Action item.
Using the data below, work out how many lines contain "Whoami", and report only that number.

Exercise materials.
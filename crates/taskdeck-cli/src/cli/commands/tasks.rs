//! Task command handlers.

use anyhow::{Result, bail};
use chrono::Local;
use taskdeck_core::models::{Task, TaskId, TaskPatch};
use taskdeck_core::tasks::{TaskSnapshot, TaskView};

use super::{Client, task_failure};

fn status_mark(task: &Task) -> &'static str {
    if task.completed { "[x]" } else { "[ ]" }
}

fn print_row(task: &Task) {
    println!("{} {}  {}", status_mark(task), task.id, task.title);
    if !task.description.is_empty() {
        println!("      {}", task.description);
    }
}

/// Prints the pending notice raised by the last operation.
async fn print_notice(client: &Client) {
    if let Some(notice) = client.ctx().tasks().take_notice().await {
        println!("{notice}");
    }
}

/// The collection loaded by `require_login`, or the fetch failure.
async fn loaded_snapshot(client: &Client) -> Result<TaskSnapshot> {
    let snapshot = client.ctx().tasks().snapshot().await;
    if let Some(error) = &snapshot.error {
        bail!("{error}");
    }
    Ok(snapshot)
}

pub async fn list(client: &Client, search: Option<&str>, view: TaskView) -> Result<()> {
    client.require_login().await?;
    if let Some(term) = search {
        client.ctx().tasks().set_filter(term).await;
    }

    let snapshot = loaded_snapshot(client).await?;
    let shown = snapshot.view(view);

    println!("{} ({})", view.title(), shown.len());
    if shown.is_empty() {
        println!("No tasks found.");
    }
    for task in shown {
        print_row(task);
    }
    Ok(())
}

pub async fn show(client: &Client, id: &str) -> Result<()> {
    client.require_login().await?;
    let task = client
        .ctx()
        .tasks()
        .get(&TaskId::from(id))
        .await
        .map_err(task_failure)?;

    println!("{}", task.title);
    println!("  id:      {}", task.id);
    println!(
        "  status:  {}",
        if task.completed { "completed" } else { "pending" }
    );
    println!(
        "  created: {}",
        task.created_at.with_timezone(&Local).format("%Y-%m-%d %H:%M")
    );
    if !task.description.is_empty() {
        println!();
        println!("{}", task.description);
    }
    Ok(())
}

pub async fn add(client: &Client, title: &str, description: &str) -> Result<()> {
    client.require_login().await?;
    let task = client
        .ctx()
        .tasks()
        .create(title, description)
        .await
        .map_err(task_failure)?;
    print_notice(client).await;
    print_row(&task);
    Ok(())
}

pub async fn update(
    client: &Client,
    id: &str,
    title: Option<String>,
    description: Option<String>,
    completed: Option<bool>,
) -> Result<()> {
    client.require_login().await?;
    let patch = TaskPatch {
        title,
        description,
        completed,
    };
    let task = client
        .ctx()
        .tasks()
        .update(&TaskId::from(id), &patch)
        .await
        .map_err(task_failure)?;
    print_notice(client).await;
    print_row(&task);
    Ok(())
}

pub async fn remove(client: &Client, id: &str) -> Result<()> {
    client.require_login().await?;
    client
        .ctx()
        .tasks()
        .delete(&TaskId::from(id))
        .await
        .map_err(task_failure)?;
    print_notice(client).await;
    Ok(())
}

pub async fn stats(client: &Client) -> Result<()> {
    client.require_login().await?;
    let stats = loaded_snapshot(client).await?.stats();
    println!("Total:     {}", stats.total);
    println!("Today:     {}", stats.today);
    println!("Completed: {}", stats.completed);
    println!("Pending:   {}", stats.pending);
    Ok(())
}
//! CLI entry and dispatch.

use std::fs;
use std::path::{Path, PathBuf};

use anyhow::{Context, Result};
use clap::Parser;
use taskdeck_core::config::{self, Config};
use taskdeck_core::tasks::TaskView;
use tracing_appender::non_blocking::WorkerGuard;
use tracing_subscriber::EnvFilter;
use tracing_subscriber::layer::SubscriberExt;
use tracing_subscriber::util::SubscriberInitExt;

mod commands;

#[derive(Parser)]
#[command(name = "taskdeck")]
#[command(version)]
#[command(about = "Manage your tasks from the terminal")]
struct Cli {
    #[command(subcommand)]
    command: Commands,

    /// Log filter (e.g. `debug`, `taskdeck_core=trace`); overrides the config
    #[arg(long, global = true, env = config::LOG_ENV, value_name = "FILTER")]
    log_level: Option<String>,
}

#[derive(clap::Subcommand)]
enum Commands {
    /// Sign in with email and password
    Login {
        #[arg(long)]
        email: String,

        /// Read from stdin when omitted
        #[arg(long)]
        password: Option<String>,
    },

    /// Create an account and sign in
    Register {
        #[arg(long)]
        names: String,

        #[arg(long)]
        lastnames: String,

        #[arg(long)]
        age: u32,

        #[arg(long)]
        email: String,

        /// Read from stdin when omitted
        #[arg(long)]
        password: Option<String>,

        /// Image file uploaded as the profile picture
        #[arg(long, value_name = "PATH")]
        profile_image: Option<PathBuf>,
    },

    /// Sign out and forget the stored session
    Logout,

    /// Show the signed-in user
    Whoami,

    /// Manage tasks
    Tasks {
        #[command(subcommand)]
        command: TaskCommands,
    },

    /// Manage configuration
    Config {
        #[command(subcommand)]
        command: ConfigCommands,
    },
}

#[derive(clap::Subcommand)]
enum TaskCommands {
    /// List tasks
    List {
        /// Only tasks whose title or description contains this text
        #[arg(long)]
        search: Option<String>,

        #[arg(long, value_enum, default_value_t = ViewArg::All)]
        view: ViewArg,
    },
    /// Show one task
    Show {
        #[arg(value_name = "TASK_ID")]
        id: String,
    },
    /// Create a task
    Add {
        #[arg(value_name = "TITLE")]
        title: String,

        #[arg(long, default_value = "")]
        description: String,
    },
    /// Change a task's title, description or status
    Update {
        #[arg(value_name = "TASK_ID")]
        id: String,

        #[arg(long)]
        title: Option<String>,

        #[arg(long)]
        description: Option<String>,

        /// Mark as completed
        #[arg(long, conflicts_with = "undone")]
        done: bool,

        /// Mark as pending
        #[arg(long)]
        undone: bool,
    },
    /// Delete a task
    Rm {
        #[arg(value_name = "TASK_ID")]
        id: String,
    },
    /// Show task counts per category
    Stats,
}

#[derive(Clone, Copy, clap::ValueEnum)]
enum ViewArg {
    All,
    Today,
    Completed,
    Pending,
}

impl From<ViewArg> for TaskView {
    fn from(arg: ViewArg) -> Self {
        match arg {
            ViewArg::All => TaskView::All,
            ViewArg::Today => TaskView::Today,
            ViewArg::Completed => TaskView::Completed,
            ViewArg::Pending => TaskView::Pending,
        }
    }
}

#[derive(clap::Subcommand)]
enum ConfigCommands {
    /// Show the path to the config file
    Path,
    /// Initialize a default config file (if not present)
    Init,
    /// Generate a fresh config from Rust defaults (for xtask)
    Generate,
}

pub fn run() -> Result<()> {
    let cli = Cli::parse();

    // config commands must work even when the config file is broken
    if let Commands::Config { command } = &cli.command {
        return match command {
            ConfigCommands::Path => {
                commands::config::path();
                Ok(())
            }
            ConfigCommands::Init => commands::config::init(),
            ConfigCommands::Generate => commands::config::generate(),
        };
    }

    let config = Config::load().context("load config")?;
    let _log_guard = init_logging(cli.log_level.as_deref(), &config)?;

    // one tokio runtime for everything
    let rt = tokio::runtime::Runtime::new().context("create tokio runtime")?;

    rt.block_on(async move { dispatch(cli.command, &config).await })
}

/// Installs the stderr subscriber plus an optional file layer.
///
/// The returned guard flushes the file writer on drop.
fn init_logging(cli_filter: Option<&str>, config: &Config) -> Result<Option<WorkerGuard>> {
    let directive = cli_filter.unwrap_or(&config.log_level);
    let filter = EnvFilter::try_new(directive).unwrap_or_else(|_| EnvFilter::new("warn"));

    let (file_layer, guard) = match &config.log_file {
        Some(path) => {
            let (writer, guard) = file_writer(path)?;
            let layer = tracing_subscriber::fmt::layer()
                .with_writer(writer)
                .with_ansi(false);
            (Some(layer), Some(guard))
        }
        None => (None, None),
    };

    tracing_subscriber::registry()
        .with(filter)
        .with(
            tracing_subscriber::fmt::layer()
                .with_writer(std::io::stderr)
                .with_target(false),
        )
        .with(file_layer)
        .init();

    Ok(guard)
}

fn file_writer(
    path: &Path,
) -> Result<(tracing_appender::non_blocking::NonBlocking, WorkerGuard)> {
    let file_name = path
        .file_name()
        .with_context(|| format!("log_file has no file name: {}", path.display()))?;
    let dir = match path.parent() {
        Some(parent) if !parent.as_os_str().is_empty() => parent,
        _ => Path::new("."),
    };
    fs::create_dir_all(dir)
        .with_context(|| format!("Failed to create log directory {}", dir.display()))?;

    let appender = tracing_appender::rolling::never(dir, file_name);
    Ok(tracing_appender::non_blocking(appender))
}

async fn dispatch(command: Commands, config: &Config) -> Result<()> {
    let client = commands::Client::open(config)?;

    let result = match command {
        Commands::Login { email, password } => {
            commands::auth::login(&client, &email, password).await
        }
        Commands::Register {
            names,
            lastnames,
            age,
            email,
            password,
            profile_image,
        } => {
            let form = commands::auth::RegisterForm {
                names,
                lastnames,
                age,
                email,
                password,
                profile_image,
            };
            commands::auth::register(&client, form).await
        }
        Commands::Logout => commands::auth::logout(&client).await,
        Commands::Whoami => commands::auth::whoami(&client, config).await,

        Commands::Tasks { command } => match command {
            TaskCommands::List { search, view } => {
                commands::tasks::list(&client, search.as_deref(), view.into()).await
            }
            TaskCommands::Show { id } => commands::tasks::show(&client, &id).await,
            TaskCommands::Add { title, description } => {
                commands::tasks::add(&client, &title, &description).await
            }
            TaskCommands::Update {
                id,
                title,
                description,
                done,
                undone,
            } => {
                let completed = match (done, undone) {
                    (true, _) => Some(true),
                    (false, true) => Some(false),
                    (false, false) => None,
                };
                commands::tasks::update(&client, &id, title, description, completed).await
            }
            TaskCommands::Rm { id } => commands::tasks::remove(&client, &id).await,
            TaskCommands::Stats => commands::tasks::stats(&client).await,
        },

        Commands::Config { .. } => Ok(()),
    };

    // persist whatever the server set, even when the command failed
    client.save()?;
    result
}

Output of the task.
2